*** Exercise material Section Begins ***

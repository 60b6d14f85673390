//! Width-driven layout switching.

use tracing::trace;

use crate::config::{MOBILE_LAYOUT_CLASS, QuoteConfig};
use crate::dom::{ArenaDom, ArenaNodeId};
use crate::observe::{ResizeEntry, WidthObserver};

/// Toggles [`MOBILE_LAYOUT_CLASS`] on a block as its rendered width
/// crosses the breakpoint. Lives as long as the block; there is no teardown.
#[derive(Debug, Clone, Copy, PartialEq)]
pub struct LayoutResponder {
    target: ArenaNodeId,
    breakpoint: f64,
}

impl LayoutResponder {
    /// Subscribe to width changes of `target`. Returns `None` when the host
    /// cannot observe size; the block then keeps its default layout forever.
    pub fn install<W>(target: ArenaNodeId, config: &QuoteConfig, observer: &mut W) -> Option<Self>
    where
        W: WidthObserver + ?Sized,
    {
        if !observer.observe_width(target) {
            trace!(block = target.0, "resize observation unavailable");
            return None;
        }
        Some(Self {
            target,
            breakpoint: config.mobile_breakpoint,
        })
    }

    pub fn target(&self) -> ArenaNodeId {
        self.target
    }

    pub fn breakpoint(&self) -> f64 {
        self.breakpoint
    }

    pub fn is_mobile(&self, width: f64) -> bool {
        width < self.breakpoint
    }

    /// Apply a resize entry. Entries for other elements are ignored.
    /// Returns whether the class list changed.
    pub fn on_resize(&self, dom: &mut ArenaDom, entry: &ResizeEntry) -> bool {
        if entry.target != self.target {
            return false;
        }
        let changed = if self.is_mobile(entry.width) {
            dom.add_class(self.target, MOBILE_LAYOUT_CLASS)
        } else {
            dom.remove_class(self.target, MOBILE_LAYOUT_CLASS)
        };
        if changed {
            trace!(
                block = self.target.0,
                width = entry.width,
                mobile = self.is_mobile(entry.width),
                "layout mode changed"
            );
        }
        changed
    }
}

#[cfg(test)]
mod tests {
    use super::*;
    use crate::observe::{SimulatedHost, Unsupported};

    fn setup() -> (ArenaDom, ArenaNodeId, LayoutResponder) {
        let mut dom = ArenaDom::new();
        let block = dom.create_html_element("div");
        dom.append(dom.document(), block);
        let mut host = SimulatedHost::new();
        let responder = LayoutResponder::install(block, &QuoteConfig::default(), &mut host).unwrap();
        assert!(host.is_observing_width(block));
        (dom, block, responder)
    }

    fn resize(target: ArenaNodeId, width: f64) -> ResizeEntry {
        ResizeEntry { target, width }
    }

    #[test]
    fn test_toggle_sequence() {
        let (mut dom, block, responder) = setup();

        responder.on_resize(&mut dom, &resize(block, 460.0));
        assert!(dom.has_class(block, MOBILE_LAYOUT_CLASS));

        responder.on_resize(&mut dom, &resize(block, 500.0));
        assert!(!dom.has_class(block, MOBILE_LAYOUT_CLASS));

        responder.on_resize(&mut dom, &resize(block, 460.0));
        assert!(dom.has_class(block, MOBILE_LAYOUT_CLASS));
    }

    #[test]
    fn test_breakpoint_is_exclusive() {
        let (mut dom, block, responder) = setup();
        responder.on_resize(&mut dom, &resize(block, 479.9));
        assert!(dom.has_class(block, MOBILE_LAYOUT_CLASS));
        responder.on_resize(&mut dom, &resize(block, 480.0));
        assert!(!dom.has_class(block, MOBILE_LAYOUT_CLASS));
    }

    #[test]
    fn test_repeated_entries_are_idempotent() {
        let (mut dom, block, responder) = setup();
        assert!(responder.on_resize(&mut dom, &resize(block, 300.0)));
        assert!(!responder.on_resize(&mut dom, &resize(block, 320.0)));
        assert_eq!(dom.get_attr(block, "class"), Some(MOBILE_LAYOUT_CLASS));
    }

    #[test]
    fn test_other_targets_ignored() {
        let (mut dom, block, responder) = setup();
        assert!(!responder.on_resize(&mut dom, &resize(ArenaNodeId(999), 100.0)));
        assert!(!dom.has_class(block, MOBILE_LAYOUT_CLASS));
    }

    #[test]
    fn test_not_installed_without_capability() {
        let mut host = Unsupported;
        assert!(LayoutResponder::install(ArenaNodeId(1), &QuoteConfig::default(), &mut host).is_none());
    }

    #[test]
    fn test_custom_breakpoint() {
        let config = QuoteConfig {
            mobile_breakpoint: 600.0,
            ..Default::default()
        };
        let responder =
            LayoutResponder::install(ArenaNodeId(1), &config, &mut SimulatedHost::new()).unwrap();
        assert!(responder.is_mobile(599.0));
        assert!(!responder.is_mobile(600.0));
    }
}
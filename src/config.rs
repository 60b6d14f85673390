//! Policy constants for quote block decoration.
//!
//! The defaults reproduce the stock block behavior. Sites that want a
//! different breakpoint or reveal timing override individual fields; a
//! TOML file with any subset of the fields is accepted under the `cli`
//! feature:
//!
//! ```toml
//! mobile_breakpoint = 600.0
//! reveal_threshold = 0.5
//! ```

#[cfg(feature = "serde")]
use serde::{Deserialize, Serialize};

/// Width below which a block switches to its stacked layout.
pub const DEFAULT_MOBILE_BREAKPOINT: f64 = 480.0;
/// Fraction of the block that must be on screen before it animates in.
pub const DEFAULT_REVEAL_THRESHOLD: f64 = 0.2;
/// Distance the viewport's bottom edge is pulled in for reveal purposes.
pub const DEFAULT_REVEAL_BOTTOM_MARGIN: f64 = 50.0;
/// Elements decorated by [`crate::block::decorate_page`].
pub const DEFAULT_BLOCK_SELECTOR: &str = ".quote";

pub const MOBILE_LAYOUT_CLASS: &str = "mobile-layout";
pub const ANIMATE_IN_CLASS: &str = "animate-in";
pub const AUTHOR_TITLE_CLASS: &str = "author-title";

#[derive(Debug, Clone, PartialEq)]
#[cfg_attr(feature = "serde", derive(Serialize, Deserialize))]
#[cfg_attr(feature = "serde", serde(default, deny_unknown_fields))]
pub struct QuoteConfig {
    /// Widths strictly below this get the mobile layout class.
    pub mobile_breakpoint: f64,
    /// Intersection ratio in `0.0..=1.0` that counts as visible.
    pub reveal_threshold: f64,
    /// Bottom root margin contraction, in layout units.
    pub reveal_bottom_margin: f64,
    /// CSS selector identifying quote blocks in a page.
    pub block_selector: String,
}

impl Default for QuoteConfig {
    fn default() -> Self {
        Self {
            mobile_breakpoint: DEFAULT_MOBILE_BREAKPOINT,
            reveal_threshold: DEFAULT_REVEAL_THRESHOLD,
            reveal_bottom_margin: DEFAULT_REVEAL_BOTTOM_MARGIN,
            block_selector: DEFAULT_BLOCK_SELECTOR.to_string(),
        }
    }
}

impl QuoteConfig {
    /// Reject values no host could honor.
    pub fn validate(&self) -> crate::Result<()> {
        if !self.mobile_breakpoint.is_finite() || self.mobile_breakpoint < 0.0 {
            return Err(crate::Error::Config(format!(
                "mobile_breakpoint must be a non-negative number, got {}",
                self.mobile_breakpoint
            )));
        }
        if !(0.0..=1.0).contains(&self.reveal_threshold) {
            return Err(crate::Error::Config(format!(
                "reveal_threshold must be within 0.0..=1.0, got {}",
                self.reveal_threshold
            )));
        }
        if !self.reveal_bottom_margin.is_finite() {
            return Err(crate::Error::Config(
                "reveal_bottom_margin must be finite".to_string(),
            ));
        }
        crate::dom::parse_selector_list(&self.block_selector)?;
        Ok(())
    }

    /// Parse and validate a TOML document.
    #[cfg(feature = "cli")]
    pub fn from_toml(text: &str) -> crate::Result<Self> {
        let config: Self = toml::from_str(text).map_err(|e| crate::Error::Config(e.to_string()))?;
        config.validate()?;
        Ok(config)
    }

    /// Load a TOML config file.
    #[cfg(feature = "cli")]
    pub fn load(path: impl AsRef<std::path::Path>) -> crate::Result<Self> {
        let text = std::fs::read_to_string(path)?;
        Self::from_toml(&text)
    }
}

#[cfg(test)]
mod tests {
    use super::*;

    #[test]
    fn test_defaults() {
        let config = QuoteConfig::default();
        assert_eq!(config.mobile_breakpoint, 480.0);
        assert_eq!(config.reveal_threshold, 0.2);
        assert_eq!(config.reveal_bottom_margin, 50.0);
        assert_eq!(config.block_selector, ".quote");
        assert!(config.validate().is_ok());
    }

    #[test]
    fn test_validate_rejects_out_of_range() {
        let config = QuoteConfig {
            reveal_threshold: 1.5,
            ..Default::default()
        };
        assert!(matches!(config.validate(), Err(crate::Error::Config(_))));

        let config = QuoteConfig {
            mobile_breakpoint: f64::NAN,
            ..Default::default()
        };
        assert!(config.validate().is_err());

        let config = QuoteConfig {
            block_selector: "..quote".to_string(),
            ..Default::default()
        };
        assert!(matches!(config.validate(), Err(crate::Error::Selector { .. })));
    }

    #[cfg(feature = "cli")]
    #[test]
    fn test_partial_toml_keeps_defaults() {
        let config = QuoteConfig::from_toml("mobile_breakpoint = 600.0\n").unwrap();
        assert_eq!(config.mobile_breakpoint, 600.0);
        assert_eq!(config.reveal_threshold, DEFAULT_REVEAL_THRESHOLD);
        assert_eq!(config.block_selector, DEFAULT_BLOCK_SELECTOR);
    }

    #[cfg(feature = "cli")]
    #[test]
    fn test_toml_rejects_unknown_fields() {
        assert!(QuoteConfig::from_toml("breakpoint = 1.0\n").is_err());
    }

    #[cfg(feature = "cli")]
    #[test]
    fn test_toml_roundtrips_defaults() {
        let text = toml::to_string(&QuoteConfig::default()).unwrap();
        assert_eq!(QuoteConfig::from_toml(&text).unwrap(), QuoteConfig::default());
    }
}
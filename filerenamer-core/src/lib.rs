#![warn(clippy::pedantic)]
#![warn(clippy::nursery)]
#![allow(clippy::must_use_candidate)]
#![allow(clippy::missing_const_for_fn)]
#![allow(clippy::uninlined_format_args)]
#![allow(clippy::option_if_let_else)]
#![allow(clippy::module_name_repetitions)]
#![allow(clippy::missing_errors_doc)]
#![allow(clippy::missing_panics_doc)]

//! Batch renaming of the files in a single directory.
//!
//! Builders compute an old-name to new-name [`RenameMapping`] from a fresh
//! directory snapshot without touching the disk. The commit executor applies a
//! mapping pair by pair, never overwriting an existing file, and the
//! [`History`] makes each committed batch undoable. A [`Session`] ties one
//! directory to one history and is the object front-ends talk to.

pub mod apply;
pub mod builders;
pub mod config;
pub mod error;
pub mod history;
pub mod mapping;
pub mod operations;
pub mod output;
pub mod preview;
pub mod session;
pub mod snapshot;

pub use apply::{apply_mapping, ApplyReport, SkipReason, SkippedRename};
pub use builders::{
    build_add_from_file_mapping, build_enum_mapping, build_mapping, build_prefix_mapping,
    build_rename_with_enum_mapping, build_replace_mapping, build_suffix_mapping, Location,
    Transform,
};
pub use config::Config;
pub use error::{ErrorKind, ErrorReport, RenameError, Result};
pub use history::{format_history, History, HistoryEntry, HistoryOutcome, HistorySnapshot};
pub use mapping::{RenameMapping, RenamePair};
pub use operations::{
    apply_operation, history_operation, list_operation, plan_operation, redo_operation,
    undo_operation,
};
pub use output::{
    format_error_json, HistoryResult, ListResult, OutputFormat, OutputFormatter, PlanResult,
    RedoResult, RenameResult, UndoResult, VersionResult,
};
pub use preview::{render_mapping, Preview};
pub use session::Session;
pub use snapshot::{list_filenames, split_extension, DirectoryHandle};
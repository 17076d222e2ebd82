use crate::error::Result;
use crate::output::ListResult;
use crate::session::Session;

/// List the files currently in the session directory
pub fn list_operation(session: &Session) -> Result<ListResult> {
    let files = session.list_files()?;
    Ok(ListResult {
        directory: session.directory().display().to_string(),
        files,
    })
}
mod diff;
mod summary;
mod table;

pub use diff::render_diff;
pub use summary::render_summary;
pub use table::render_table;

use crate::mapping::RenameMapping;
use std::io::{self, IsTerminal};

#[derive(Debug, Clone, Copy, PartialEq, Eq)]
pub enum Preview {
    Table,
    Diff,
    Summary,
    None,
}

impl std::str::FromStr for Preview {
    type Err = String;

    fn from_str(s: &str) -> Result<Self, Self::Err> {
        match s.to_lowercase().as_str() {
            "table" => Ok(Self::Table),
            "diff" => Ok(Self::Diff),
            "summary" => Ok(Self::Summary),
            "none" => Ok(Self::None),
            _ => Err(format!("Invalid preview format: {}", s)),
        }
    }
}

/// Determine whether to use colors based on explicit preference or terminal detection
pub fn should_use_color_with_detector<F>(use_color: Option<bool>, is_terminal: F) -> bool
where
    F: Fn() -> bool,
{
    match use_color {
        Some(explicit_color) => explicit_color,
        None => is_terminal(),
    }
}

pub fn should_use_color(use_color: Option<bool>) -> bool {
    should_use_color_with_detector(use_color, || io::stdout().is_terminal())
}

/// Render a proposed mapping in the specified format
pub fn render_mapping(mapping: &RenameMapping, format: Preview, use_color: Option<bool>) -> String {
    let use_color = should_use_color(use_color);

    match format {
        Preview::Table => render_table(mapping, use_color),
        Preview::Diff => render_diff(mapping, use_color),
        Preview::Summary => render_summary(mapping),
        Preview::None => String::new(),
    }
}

*** Exercise material Section Ends ***

* Problem description:
A word-for-word copy of the entries, from the first line through the line containing "is no teardown.", is the whole answer.

* Response to this exercise:
repository 60b6d14f85673390
//! Width-driven layout switching.

use tracing::trace;

use crate::config::{MOBILE_LAYOUT_CLASS, QuoteConfig};
use crate::dom::{ArenaDom, ArenaNodeId};
use crate::observe::{ResizeEntry, WidthObserver};

/// Toggles [`MOBILE_LAYOUT_CLASS`] on a block as its rendered width
/// crosses the breakpoint. Lives as long as the block; there is no teardown.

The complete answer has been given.